What you are asked to do: Copy the data below verbatim, leaving no line out.

─── The data

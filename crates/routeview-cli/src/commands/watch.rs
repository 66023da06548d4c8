use anyhow::Result;
use colored::Colorize;
use routeview_router::Engine;

#[cfg(feature = "watch")]
pub fn execute(engine: Engine) -> Result<()> {
    use crate::watcher::RouteWatcher;
    use std::sync::Arc;

    println!("{}", "Starting route watcher...".green().bold());
    println!();

    let engine = Arc::new(engine);
    if let Some(snapshot) = super::load_snapshot(&engine)? {
        println!(
            "  {} {} pages in {}",
            "✓".green(),
            snapshot.forest.pages().count(),
            snapshot
                .routing_root
                .as_deref()
                .map(|root| root.display().to_string())
                .unwrap_or_default()
        );
    }

    tokio::runtime::Builder::new_multi_thread()
        .enable_all()
        .build()?
        .block_on(async {
            let watcher = RouteWatcher::new(engine);
            tokio::select! {
                result = watcher.watch() => result,
                _ = tokio::signal::ctrl_c() => {
                    println!();
                    println!("{}", "Stopped watching".dimmed());
                    Ok(())
                }
            }
        })
}

#[cfg(not(feature = "watch"))]
pub fn execute(_engine: Engine) -> Result<()> {
    println!("{}", "⚠ Watch mode not available".yellow());
    println!();
    println!("Watching requires the 'watch' feature.");
    println!("Rebuild with: cargo build --features watch");
    Ok(())
}
// File: src/scan.rs
// Purpose: Walks the routing directory and collects classified route files

use glob::{MatchOptions, Pattern};
use serde::Serialize;
use std::path::{Path, PathBuf};
use tracing::{debug, warn};
use walkdir::{DirEntry, WalkDir};

use crate::classify::{classify_file, FileRole};
use crate::route::build_route_path;

/// Directory names whose whole subtree is never scanned
pub const SKIPPED_DIRS: &[&str] = &[
    "node_modules",
    ".git",
    ".next",
    "dist",
    "build",
    "out",
    "coverage",
    "__tests__",
    "__mocks__",
    "test",
    "tests",
];

/// One file under the routing root that matched a known role
#[derive(Debug, Clone, PartialEq, Eq, Serialize)]
pub struct DiscoveredFile {
    pub absolute_path: PathBuf,
    /// Relative to the routing root
    pub relative_path: PathBuf,
    /// Directory names between the routing root and the file
    pub segments: Vec<String>,
    pub role: FileRole,
    /// Display route path derived from `segments`
    pub route_path: String,
}

impl DiscoveredFile {
    /// Builds a discovered file from a root-relative path, or `None` if the
    /// filename has no routing role
    pub fn from_relative(root: &Path, relative: &Path) -> Option<Self> {
        let filename = relative.file_name()?.to_str()?;
        let role = classify_file(filename)?;

        let segments: Vec<String> = relative
            .parent()
            .map(|parent| {
                parent
                    .components()
                    .map(|c| c.as_os_str().to_string_lossy().into_owned())
                    .filter(|s| !s.is_empty())
                    .collect()
            })
            .unwrap_or_default();

        let route_path = build_route_path(&segments);

        Some(Self {
            absolute_path: root.join(relative),
            relative_path: relative.to_path_buf(),
            segments,
            role,
            route_path,
        })
    }
}

/// Scanner options beyond the fixed skip set
#[derive(Debug, Clone, Default)]
pub struct ScanOptions {
    excludes: Vec<Pattern>,
}

impl ScanOptions {
    pub fn new() -> Self {
        Self::default()
    }

    /// Adds exclude globs matched against root-relative paths
    ///
    /// Invalid globs are logged and ignored.
    pub fn with_excludes<I, S>(mut self, patterns: I) -> Self
    where
        I: IntoIterator<Item = S>,
        S: AsRef<str>,
    {
        for raw in patterns {
            match Pattern::new(raw.as_ref()) {
                Ok(pattern) => self.excludes.push(pattern),
                Err(e) => warn!("Ignoring invalid exclude pattern {:?}: {}", raw.as_ref(), e),
            }
        }
        self
    }

    fn is_excluded(&self, relative: &Path) -> bool {
        let options = MatchOptions {
            require_literal_separator: true,
            ..MatchOptions::new()
        };
        self.excludes
            .iter()
            .any(|pattern| pattern.matches_path_with(relative, options))
    }
}

fn is_skipped_dir_name(name: &str) -> bool {
    name.starts_with('.') || SKIPPED_DIRS.contains(&name)
}

/// Recursively scans `root` for files with a routing role
///
/// Unreadable entries are logged and skipped; a missing root yields an empty
/// list. Output follows directory-entry order sorted by file name.
pub fn scan(root: &Path, options: &ScanOptions) -> Vec<DiscoveredFile> {
    if !root.is_dir() {
        warn!("Routing root is not a directory: {:?}", root);
        return Vec::new();
    }

    let keep = |entry: &DirEntry| -> bool {
        if entry.depth() == 0 {
            return true;
        }
        let relative = entry.path().strip_prefix(root).unwrap_or(entry.path());
        if entry.file_type().is_dir() {
            let name = entry.file_name().to_string_lossy();
            if is_skipped_dir_name(&name) {
                debug!("Skipping directory: {:?}", relative);
                return false;
            }
        }
        !options.is_excluded(relative)
    };

    let mut files = Vec::new();

    for entry in WalkDir::new(root)
        .follow_links(false)
        .sort_by_file_name()
        .into_iter()
        .filter_entry(keep)
    {
        let entry = match entry {
            Ok(entry) => entry,
            Err(e) => {
                warn!("Skipping unreadable entry under {:?}: {}", root, e);
                continue;
            }
        };

        if !entry.file_type().is_file() {
            continue;
        }

        let relative = match entry.path().strip_prefix(root) {
            Ok(relative) => relative,
            Err(_) => continue,
        };

        if let Some(file) = DiscoveredFile::from_relative(root, relative) {
            files.push(file);
        }
    }

    debug!("Scanned {:?}: {} route files", root, files.len());
    files
}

──────

Solution for this exercise:
filename crates/routeview-cli/src/commands/watch.rs
repository 66023da06548d4c8
use anyhow::Result;
use colored::Colorize;
use routeview_router::Engine;

#[cfg(feature = "watch")]
pub fn execute(engine: Engine) -> Result<()> {
    use crate::watcher::RouteWatcher;
    use std::sync::Arc;

    println!("{}", "Starting route watcher...".green().bold());
    println!();

    let engine = Arc::new(engine);
    if let Some(snapshot) = super::load_snapshot(&engine)? {
        println!(
            "  {} {} pages in {}",
            "✓".green(),
            snapshot.forest.pages().count(),
            snapshot
                .routing_root
                .as_deref()
                .map(|root| root.display().to_string())
                .unwrap_or_default()
        );
    }

    tokio::runtime::Builder::new_multi_thread()
        .enable_all()
        .build()?
        .block_on(async {
            let watcher = RouteWatcher::new(engine);
            tokio::select! {
                result = watcher.watch() => result,
                _ = tokio::signal::ctrl_c() => {
                    println!();
                    println!("{}", "Stopped watching".dimmed());
                    Ok(())
                }
            }
        })
}

#[cfg(not(feature = "watch"))]
pub fn execute(_engine: Engine) -> Result<()> {
    println!("{}", "⚠ Watch mode not available".yellow());
    println!();
    println!("Watching requires the 'watch' feature.");
    println!("Rebuild with: cargo build --features watch");
    Ok(())
}
// File: src/scan.rs
// Purpose: Walks the routing directory and collects classified route files

use glob::{MatchOptions, Pattern};
use serde::Serialize;
use std::path::{Path, PathBuf};
use tracing::{debug, warn};
use walkdir::{DirEntry, WalkDir};

use crate::classify::{classify_file, FileRole};
use crate::route::build_route_path;

/// Directory names whose whole subtree is never scanned
pub const SKIPPED_DIRS: &[&str] = &[
    "node_modules",
    ".git",
    ".next",
    "dist",
    "build",
    "out",
    "coverage",
    "__tests__",
    "__mocks__",
    "test",
    "tests",
];

/// One file under the routing root that matched a known role
#[derive(Debug, Clone, PartialEq, Eq, Serialize)]
pub struct DiscoveredFile {
    pub absolute_path: PathBuf,
    /// Relative to the routing root
    pub relative_path: PathBuf,
    /// Directory names between the routing root and the file
    pub segments: Vec<String>,
    pub role: FileRole,
    /// Display route path derived from `segments`
    pub route_path: String,
}

impl DiscoveredFile {
    /// Builds a discovered file from a root-relative path, or `None` if the
    /// filename has no routing role
    pub fn from_relative(root: &Path, relative: &Path) -> Option<Self> {
        let filename = relative.file_name()?.to_str()?;
        let role = classify_file(filename)?;

        let segments: Vec<String> = relative
            .parent()
            .map(|parent| {
                parent
                    .components()
                    .map(|c| c.as_os_str().to_string_lossy().into_owned())
                    .filter(|s| !s.is_empty())
                    .collect()
            })
            .unwrap_or_default();

        let route_path = build_route_path(&segments);

        Some(Self {
            absolute_path: root.join(relative),
            relative_path: relative.to_path_buf(),
            segments,
            role,
            route_path,
        })
    }
}

/// Scanner options beyond the fixed skip set
#[derive(Debug, Clone, Default)]
pub struct ScanOptions {
    excludes: Vec<Pattern>,
}

impl ScanOptions {
    pub fn new() -> Self {
        Self::default()
    }

    /// Adds exclude globs matched against root-relative paths
    ///
    /// Invalid globs are logged and ignored.
    pub fn with_excludes<I, S>(mut self, patterns: I) -> Self
    where
        I: IntoIterator<Item = S>,
        S: AsRef<str>,
    {
        for raw in patterns {
            match Pattern::new(raw.as_ref()) {
                Ok(pattern) => self.excludes.push(pattern),
                Err(e) => warn!("Ignoring invalid exclude pattern {:?}: {}", raw.as_ref(), e),
            }
        }
        self
    }

    fn is_excluded(&self, relative: &Path) -> bool {
        let options = MatchOptions {
            require_literal_separator: true,
            ..MatchOptions::new()
        };
        self.excludes
            .iter()
            .any(|pattern| pattern.matches_path_with(relative, options))
    }
}

fn is_skipped_dir_name(name: &str) -> bool {
    name.starts_with('.') || SKIPPED_DIRS.contains(&name)
}

/// Recursively scans `root` for files with a routing role
///
/// Unreadable entries are logged and skipped; a missing root yields an empty
/// list. Output follows directory-entry order sorted by file name.
pub fn scan(root: &Path, options: &ScanOptions) -> Vec<DiscoveredFile> {
    if !root.is_dir() {
        warn!("Routing root is not a directory: {:?}", root);
        return Vec::new();
    }

    let keep = |entry: &DirEntry| -> bool {
        if entry.depth() == 0 {
            return true;
        }
        let relative = entry.path().strip_prefix(root).unwrap_or(entry.path());
        if entry.file_type().is_dir() {
            let name = entry.file_name().to_string_lossy();
            if is_skipped_dir_name(&name) {
                debug!("Skipping directory: {:?}", relative);
                return false;
            }
        }
        !options.is_excluded(relative)
    };

    let mut files = Vec::new();

    for entry in WalkDir::new(root)
        .follow_links(false)
        .sort_by_file_name()
        .into_iter()
        .filter_entry(keep)
    {
        let entry = match entry {
            Ok(entry) => entry,
            Err(e) => {
                warn!("Skipping unreadable entry under {:?}: {}", root, e);
                continue;
            }
        };

        if !entry.file_type().is_file() {
            continue;
        }

        let relative = match entry.path().strip_prefix(root) {
            Ok(relative) => relative,
            Err(_) => continue,
        };

        if let Some(file) = DiscoveredFile::from_relative(root, relative) {
            files.push(file);
        }
    }

    debug!("Scanned {:?}: {} route files", root, files.len());
    files
}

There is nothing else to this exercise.